¿Me pone otra vida, por favor?

 

Me he levantado con el sábado torcido. Cuatro bodas en Facebook, unos tortolitos bajo un cocotero escribiendo un corazón en la arena de una playa virgen, otro nuevo bebé monísimo y anuncios de dietas que te prometen tener las curvas de Monica Belucci en un pispás. Y yo aquí trabajando y parece que va a ponerse a llover. Si me pongo a Nacho Vegas (“Parece ser, que va a llover..) empezaré a tener pensamientos suicidas en cinco minutos.

Ay, la vida de los sábados por la mañana a veces es cruel. Sobre todo cuando una tiene que trabajar y en vez de trabajar se pone a escribir un post. Una piensa en otras vidas, porque las hay, y no sé muy bien si están dentro de esta.

La semana pasada quise ir de marquesa en el aeropuerto de Heathrow. Llegaba de viaje y sentí que me merecía –porque tú lo vales, Laurita– coger un taxi. Me encaminé hacia la fila de los black cabs y le dije al tipo: East London. Lacónico, me contestó: Fine, 90 pounds. Fantástico, marquesa, me dije. Así que me di la vuelta y me fui al metro con mis dos mochilas de pseudo-mochilera-que-quiere-volver-en taxi-a-casa. Cogí el metro y saqué mi libro, La muerte del padre, de Karl Ove Knausgard. Un libro que, en lugar de gustarme tanto como se suponía que debería gustarme, por el momento me estaba poniendo bastante nerviosa. Sí: le estaba cogiendo manía al autor. Así que decidí que lo mejor sería cerrar el libro y dejarme de paisajes nórdicos. A mi lado se sentó un chico joven y delante de él un hombre que debería de tener unos sesenta años. Ambos me llamaron la atención. Tenían un aura distinta, parecía que venían de muy lejos. Y no me equivoqué. Aun sin conocerse, empezaron a hablar entre ellos: el hombre mayor se había pasado toda la vida escalando montañas. Ahora venía del Kilimanjaro, en dos semanas se iría a los Highlands y creía que en septiembre iría de nuevo a Nepal. El chico joven llegaba a Londres después de tres años de viajar por todo el sudeste asiático y Australia.

El vagón de metro se quedó en silencio. Todos escuchábamos a esa pareja tan distinta pero tan parecida: tenían unas vidas que parecían sacadas de un libro de aventuras. Nombraban lugares lejanos e impronunciables, plantas extrañas, frutas exóticas, ríos serpenteantes en los que había cocodrilos. En el vagón había poca gente: una pareja de daneses con niños, un chino que parecía empresario y yo. Y todos les escuchábamos atentamente y sé que pensábamos lo mismo: hay otras vidas. Les quise decir que yo también venía de muy lejos: había estado en Sri Lanka unos días y me había subido a un elefante, había hecho surf entre tiburones –eso es cosecha de mi imaginación-, había probado masajes pseudo-eróticos ayurvédicos –¡sorpresa Laura, quítate la ropa!– y que había subido un monte muy alto con mis super deportivas nike -¡ay!-. En fin, les quise decir que yo también había hecho algo. Pero claro, conforme la conversación avanzaba no encontré el lugar para meter mi cuña publicitaria.
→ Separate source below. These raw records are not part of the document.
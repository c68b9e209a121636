//! Zoning compatibility certificates (compatibilidad de uso) issued ahead of
//! an operating licence.

use serde::{Deserialize, Serialize};

/// Licence the compatibility is issued for; selects the template.
#[derive(Debug, Clone, Copy, PartialEq, Eq, Default, Serialize, Deserialize)]
#[serde(rename_all = "UPPERCASE")]
pub enum LicenseKind {
    #[default]
    Indeterminada,
    Temporal,
}

impl LicenseKind {
    pub const ALL: [LicenseKind; 2] = [LicenseKind::Indeterminada, LicenseKind::Temporal];

    /// Wording printed on the certificate.
    pub fn label(self) -> &'static str {
        match self {
            LicenseKind::Indeterminada => "LICENCIA DE FUNCIONAMIENTO INDETERMINADA",
            LicenseKind::Temporal => "LICENCIA DE FUNCIONAMIENTO TEMPORAL (01 AÑO)",
        }
    }

    pub fn template(self) -> &'static str {
        match self {
            LicenseKind::Indeterminada => "plantilla_compa/compatibilidad_indeterminada.docx",
            LicenseKind::Temporal => "plantilla_compa/compatibilidad_temporal.docx",
        }
    }
}

/// Whether a trade conforms to the zoning of its activity.
#[derive(Debug, Clone, Copy, PartialEq, Eq, Default, Serialize, Deserialize)]
#[serde(rename_all = "UPPERCASE")]
pub enum Conformity {
    #[default]
    Si,
    No,
}

/// One entry of the zoning catalog.
#[derive(Debug, Clone, PartialEq, Eq, Serialize)]
pub struct Zone {
    pub code: &'static str,
    pub description: &'static str,
}

/// Choices offered by the compatibility form.
#[derive(Debug, Clone, Serialize)]
pub struct CompatibilityCatalog {
    pub zones: &'static [Zone],
    pub ordinances: &'static [&'static str],
    pub risk_levels: &'static [&'static str],
    pub certifiers: &'static [&'static str],
    pub license_kinds: [LicenseKind; 2],
}

#[cfg(test)]
mod tests {
    use super::*;

    #[test]
    fn license_kinds_pick_their_template() {
        assert_eq!(
            LicenseKind::Temporal.template(),
            "plantilla_compa/compatibilidad_temporal.docx"
        );
        assert_ne!(LicenseKind::Indeterminada.template(), LicenseKind::Temporal.template());
        assert!(LicenseKind::Temporal.label().ends_with("(01 AÑO)"));
    }

    #[test]
    fn wire_names_are_upper_case() {
        let kind: LicenseKind = serde_json::from_str("\"TEMPORAL\"").unwrap();
        assert_eq!(kind, LicenseKind::Temporal);
        let conformity: Conformity = serde_json::from_str("\"NO\"").unwrap();
        assert_eq!(conformity, Conformity::No);
        assert_eq!(serde_json::to_string(&Conformity::Si).unwrap(), "\"SI\"");
    }
}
Así que salí de la estación de Liverpool Street cabizbaja. Sentí que tenía que cubrir mi cupo de mochilera y empecé a andar hacia casa cargando todos los bártulos. A los cien metros vi un black cab. Me lo pensé dos veces, pero lo paré: no me iba a convertir en ninguna heroína por joderme la espalda durante quince minutos más. Asi que fui encantada en el taxi. Ya lo dicen: la cabra tira al monte. El taxista me preguntó dónde había estado y le conté un poco. Me dijo “así que estás hecha toda una aventurera, eh”. Entonces, fui un poco honesta, y le dije: “no, not really”. Me reí. Bajé y llegué a casa, donde estaba una amiga esperándome. Qué bien poderme tomar una copa de vino y un filete decente.

Pensé en mis amigos del vagón de metro. Hay muchas vidas distintas. Desde fuera son maravillosas, está claro. La de las bodas, los bebés y los mochileros. Como era aquello de “hay otros mundos pero están en este”. Entonces me reí sin saber muy bien cuál era el mío pero disfrutando del vino y de la compañía.

 

 

2 Comentarios
  • cualquiera
    noviembre 14, 2015

    Me fascinas; eres toda una inspiración y leerte es un auténtico gozo. Un fuerte abrazo

    • Laura Ferrero
      noviembre 15, 2015

      Muchas gracias por tus palabras!